To satisfy strict scrutiny, the government must prove that the challenged law is “narrowly tailored to achieve a compelling governmental interest.” See Abrams v. Johnson, 521 U.S. 74, 82, 117 S.Ct. 1925, 138 L.Ed.2d 285 (1997). Strict scrutiny is thereby “the most demanding test known to constitutional law.” See City of Boerne v. Flores, 521 U.S. 507, 534, 117 S.Ct. 2157, 138 L.Ed.2d 624 (1997). The less onerous standard of intermediate scrutiny requires the government to show that the challenged law “is reasonably adapted to a substantial governmental interest.” See United States v. Masciandaro, 638 F.3d 458, 471 (4th Cir. 2011); see also Chester, 628 F.3d at 683 (“[T]he government must demonstrate under the intermediate scrutiny standard that there is a reasonable fit between the challenged regulation and a substantial governmental objective.” (internal quotation marks omitted)). Intermediate scrutiny does not demand that the challenged law “be the least intrusive means of achieving the relevant government objective, or that there be no burden whatsoever on the individual right in question.” See Masciandaro, 638 F.3d at 474. In other words, there must be “a fit that is ‘reasonable, not perfect.’ ” See Woollard v. Gallagher, 712 F.3d 865, 878 (4th Cir. 2013) (quoting United States v. Carter, 669 F.3d 411, 417 (4th Cir. 2012)).

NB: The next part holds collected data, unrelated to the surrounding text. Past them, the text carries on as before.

use crate::core::types::DocId;

#[derive(Debug, Clone)]
pub struct Posting {
    pub doc_id: DocId,
    pub term_freq: u32,       // Term frequency in document
    pub positions: Vec<u32>,  // Token positions for phrase queries
    pub field_len: u32,       // Tokens in this document's field
}

/// Posting list for a term
/// Note: Sorted by doc_id for efficient merging
#[derive(Debug, Clone, Default)]
pub struct PostingList {
    pub postings: Vec<Posting>,  // Sorted by doc_id
}

impl PostingList {
    pub fn new() -> Self {
        PostingList {
            postings: Vec::new(),
        }
    }

    pub fn add_posting(&mut self, posting: Posting) {
        // Keep sorted by doc_id for efficient intersection
        match self.postings.binary_search_by_key(&posting.doc_id.0, |p| p.doc_id.0) {
            Ok(pos) => {
                self.postings[pos] = posting;
            }
            Err(pos) => {
                self.postings.insert(pos, posting);
            }
        }
    }

    pub fn get(&self, doc_id: DocId) -> Option<&Posting> {
        self.postings
            .binary_search_by_key(&doc_id.0, |p| p.doc_id.0)
            .ok()
            .map(|pos| &self.postings[pos])
    }

    pub fn len(&self) -> usize {
        self.postings.len()
    }

    pub fn is_empty(&self) -> bool {
        self.postings.is_empty()
    }

    pub fn doc_freq(&self) -> u32 {
        self.postings.len() as u32
    }

    pub fn total_freq(&self) -> u64 {
        self.postings.iter().map(|p| p.term_freq as u64).sum()
    }

    /// Intersect two posting lists (simple linear merge)
    pub fn intersect(&self, other: &PostingList) -> Vec<Posting> {
        let mut result = Vec::new();
        let mut i = 0;
        let mut j = 0;

        while i < self.postings.len() && j < other.postings.len() {
            let doc_id1 = self.postings[i].doc_id.0;
            let doc_id2 = other.postings[j].doc_id.0;

            if doc_id1 == doc_id2 {
                result.push(self.postings[i].clone());
                i += 1;
                j += 1;
            } else if doc_id1 < doc_id2 {
                i += 1;
            } else {
                j += 1;
            }
        }

        result
    }
}

#[cfg(test)]
mod tests {
    use super::*;

    fn posting(doc: u64, tf: u32) -> Posting {
        Posting {
            doc_id: DocId(doc),
            term_freq: tf,
            positions: Vec::new(),
            field_len: 10,
        }
    }

    #[test]
    fn postings_stay_sorted() {
        let mut list = PostingList::new();
        list.add_posting(posting(5, 1));
        list.add_posting(posting(1, 2));
        list.add_posting(posting(3, 1));

        let ids: Vec<u64> = list.postings.iter().map(|p| p.doc_id.0).collect();
        assert_eq!(ids, vec![1, 3, 5]);
        assert_eq!(list.doc_freq(), 3);
        assert_eq!(list.total_freq(), 4);
    }

    #[test]
    fn intersect_keeps_common_docs() {
        let mut a = PostingList::new();
        let mut b = PostingList::new();
        for doc in [1, 2, 4, 7] {
            a.add_posting(posting(doc, 1));
        }
        for doc in [2, 3, 7, 9] {
            b.add_posting(posting(doc, 1));
        }

        let common: Vec<u64> = a.intersect(&b).iter().map(|p| p.doc_id.0).collect();
        assert_eq!(common, vec![2, 7]);
    }
}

Until this Second Amendment challenge to the FSA’s bans on assault weapons and large-capacity magazines, we have not had occasion to identify the standard of review applicable to a law that bars law-abiding citizens from possessing arms in their homes. In Masciandaro, we “assume[d] that any law that would burden the ‘fundamental,’ core right of self-defense in the home by a law-abiding citizen would be subject to strict scrutiny.” See 638 F.3d at 470. Thereafter, in Woollard, we noted that Masciandaro had “ ‘assume[d]’ ” any inside-the-home regulation would be subject to strict scrutiny, and we described the plaintiff’s related — and unsuccessful— contention that “the right to arm oneself in public [is] on equal footing with the right to arm oneself at home, necessitating that we apply strict scrutiny in our review of [an outside-the-home regulation].” See Woollard, 712 F.3d at 876, 878 (4th Cir. 2013) (quoting Masciandaro, 638 F.3d at 470). Notably, however, neither Mascian-daro nor Woollard purported to, or had reason to, decide whether strict scrutiny always, or even ever, applies to laws bur*134dening the right of self-defense in the home. See also, e.g., United States v. Hosford, 848 F.3d 161, 168 (4th Cir. 2016) (declining to apply strict scrutiny to a firearms prohibition that “addresses only conduct occurring outside the home,” without deciding if or when strict scrutiny applies to a law reaching inside the home).
B.
Guided by our two-part approach to Second Amendment claims, but lacking precedent of this Court or the Supreme Court examining the constitutionality of a law substantively similar to the FSA, the district court began its analysis by questioning whether the banned assault weapons and large-capacity magazines are protected by the Second Amendment. Addressing assault weapons in particular, the Opinion disclosed the court’s “inclin[ation] to find the weapons fall outside Second Amendment protection as dangerous and unusual,” based on “serious[ ] doubts that [they] are commonly possessed for lawful purposes, particularly self-defense in the home.” See Kolbe v. O’Malley, 42 F.Supp.3d 768, 788 (D. Md. 2014). The Opinion further observed that, “[g]iven that assault rifles like the AR-15 are essentially the functional equivalent of M-16s — and arguably more effective — the [reasoning of Heller that M-16s could be banned as dangerous and unusual] would seem to apply here.” Id. at 789 n.29 (citing Heller, 554 U.S. at 627, 128 S.Ct. 2783).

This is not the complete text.